** Opening Records provided block **

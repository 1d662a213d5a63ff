//! Pagination driver
//!
//! Calls a page fetcher repeatedly, starting at offset 0 with no cursor,
//! and accumulates the items. The loop stops on the first of:
//!
//! - an empty page
//! - a page whose `has_more` is `Some(false)`
//! - `max_pages` pages fetched, even when every page claims more
//! - a failed page
//!
//! A failure on the first page is returned as the error. A failure on a
//! later page keeps the items gathered so far and is reported through
//! [`StopReason::Failed`], so the caller decides whether partial data is
//! acceptable (it is not when the failure was a cancellation).

use std::fmt;
use std::future::Future;

/// Position of the page being requested
#[derive(Debug, Clone, PartialEq, Eq)]
pub struct PageRequest {
    /// Zero-based page number
    pub index: u32,
    /// Items returned by all previous pages
    pub offset: u32,
    /// Cursor from the previous page, if the upstream sent one
    pub cursor: Option<String>,
}

/// One fetched and parsed page
#[derive(Debug, Clone)]
pub struct Page<T> {
    pub items: Vec<T>,
    /// `None` when the upstream gives no signal
    pub has_more: Option<bool>,
    pub next_cursor: Option<String>,
}

impl<T> Page<T> {
    pub fn new(items: Vec<T>) -> Self {
        Self {
            items,
            has_more: None,
            next_cursor: None,
        }
    }

    pub fn with_has_more(mut self, has_more: Option<bool>) -> Self {
        self.has_more = has_more;
        self
    }

    pub fn with_cursor(mut self, cursor: Option<String>) -> Self {
        self.next_cursor = cursor;
        self
    }
}

#[derive(Debug)]
pub enum StopReason<E> {
    EmptyPage,
    NoMorePages,
    MaxPages,
    Failed(E),
}

impl<E> StopReason<E> {
    pub fn is_failure(&self) -> bool {
        matches!(self, Self::Failed(_))
    }
}

impl<E: fmt::Display> fmt::Display for StopReason<E> {
    fn fmt(&self, f: &mut fmt::Formatter<'_>) -> fmt::Result {
        match self {
            Self::EmptyPage => write!(f, "empty page"),
            Self::NoMorePages => write!(f, "no more pages"),
            Self::MaxPages => write!(f, "page limit reached"),
            Self::Failed(e) => write!(f, "failed: {}", e),
        }
    }
}

/// Everything a pagination run produced
#[derive(Debug)]
pub struct Pagination<T, E> {
    pub items: Vec<T>,
    pub pages_fetched: u32,
    pub stop_reason: StopReason<E>,
}

/// Runs `fetch_page` until the upstream runs dry or `max_pages` is reached
///
/// `max_pages` of 0 is treated as 1: at least one page is always attempted.
pub async fn paginate<T, E, F, Fut>(max_pages: u32, mut fetch_page: F) -> Result<Pagination<T, E>, E>
where
    F: FnMut(PageRequest) -> Fut,
    Fut: Future<Output = Result<Page<T>, E>>,
    E: fmt::Display,
{
    let max_pages = max_pages.max(1);
    let mut items = Vec::new();
    let mut request = PageRequest {
        index: 0,
        offset: 0,
        cursor: None,
    };

    let stop_reason = loop {
        if request.index >= max_pages {
            tracing::debug!(max_pages, items = items.len(), "pagination stopped at page limit");
            break StopReason::MaxPages;
        }

        let page = match fetch_page(request.clone()).await {
            Ok(page) => page,
            Err(e) if request.index == 0 => return Err(e),
            Err(e) => {
                tracing::warn!(
                    page = request.index,
                    offset = request.offset,
                    error = %e,
                    "page failed; stopping pagination"
                );
                break StopReason::Failed(e);
            }
        };

        let returned = page.items.len();
        if returned == 0 {
            break StopReason::EmptyPage;
        }

        items.extend(page.items);
        request = PageRequest {
            index: request.index + 1,
            offset: request.offset.saturating_add(u32::try_from(returned).unwrap_or(u32::MAX)),
            cursor: page.next_cursor,
        };

        if page.has_more == Some(false) {
            break StopReason::NoMorePages;
        }
    };

    Ok(Pagination {
        items,
        pages_fetched: request.index,
        stop_reason,
    })
}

** Closing Records provided block **

All of the entries above should be written out verbatim.

__Task solution__.
repository 1d662a213d5a63ff
//! Pagination driver
//!
//! Calls a page fetcher repeatedly, starting at offset 0 with no cursor,
//! and accumulates the items. The loop stops on the first of:
//!
//! - an empty page
//! - a page whose `has_more` is `Some(false)`
//! - `max_pages` pages fetched, even when every page claims more
//! - a failed page
//!
//! A failure on the first page is returned as the error. A failure on a
//! later page keeps the items gathered so far and is reported through
//! [`StopReason::Failed`], so the caller decides whether partial data is
//! acceptable (it is not when the failure was a cancellation).

use std::fmt;
use std::future::Future;

/// Position of the page being requested
#[derive(Debug, Clone, PartialEq, Eq)]
pub struct PageRequest {
    /// Zero-based page number
    pub index: u32,
    /// Items returned by all previous pages
    pub offset: u32,
    /// Cursor from the previous page, if the upstream sent one
    pub cursor: Option<String>,
}

/// One fetched and parsed page
#[derive(Debug, Clone)]
pub struct Page<T> {
    pub items: Vec<T>,
    /// `None` when the upstream gives no signal
    pub has_more: Option<bool>,
    pub next_cursor: Option<String>,
}

impl<T> Page<T> {
    pub fn new(items: Vec<T>) -> Self {
        Self {
            items,
            has_more: None,
            next_cursor: None,
        }
    }

    pub fn with_has_more(mut self, has_more: Option<bool>) -> Self {
        self.has_more = has_more;
        self
    }

    pub fn with_cursor(mut self, cursor: Option<String>) -> Self {
        self.next_cursor = cursor;
        self
    }
}

#[derive(Debug)]
pub enum StopReason<E> {
    EmptyPage,
    NoMorePages,
    MaxPages,
    Failed(E),
}

impl<E> StopReason<E> {
    pub fn is_failure(&self) -> bool {
        matches!(self, Self::Failed(_))
    }
}

impl<E: fmt::Display> fmt::Display for StopReason<E> {
    fn fmt(&self, f: &mut fmt::Formatter<'_>) -> fmt::Result {
        match self {
            Self::EmptyPage => write!(f, "empty page"),
            Self::NoMorePages => write!(f, "no more pages"),
            Self::MaxPages => write!(f, "page limit reached"),
            Self::Failed(e) => write!(f, "failed: {}", e),
        }
    }
}

/// Everything a pagination run produced
#[derive(Debug)]
pub struct Pagination<T, E> {
    pub items: Vec<T>,
    pub pages_fetched: u32,
    pub stop_reason: StopReason<E>,
}

/// Runs `fetch_page` until the upstream runs dry or `max_pages` is reached
///
/// `max_pages` of 0 is treated as 1: at least one page is always attempted.
pub async fn paginate<T, E, F, Fut>(max_pages: u32, mut fetch_page: F) -> Result<Pagination<T, E>, E>
where
    F: FnMut(PageRequest) -> Fut,
    Fut: Future<Output = Result<Page<T>, E>>,
    E: fmt::Display,
{
    let max_pages = max_pages.max(1);
    let mut items = Vec::new();
    let mut request = PageRequest {
        index: 0,
        offset: 0,
        cursor: None,
    };

    let stop_reason = loop {
        if request.index >= max_pages {
            tracing::debug!(max_pages, items = items.len(), "pagination stopped at page limit");
            break StopReason::MaxPages;
        }

        let page = match fetch_page(request.clone()).await {
            Ok(page) => page,
            Err(e) if request.index == 0 => return Err(e),
            Err(e) => {
                tracing::warn!(
                    page = request.index,
                    offset = request.offset,
                    error = %e,
                    "page failed; stopping pagination"
                );
                break StopReason::Failed(e);
            }
        };

        let returned = page.items.len();
        if returned == 0 {
            break StopReason::EmptyPage;
        }

        items.extend(page.items);
        request = PageRequest {
            index: request.index + 1,
            offset: request.offset.saturating_add(u32::try_from(returned).unwrap_or(u32::MAX)),
            cursor: page.next_cursor,
        };

        if page.has_more == Some(false) {
            break StopReason::NoMorePages;
        }
    };

    Ok(Pagination {
        items,
        pages_fetched: request.index,
        stop_reason,
    })
}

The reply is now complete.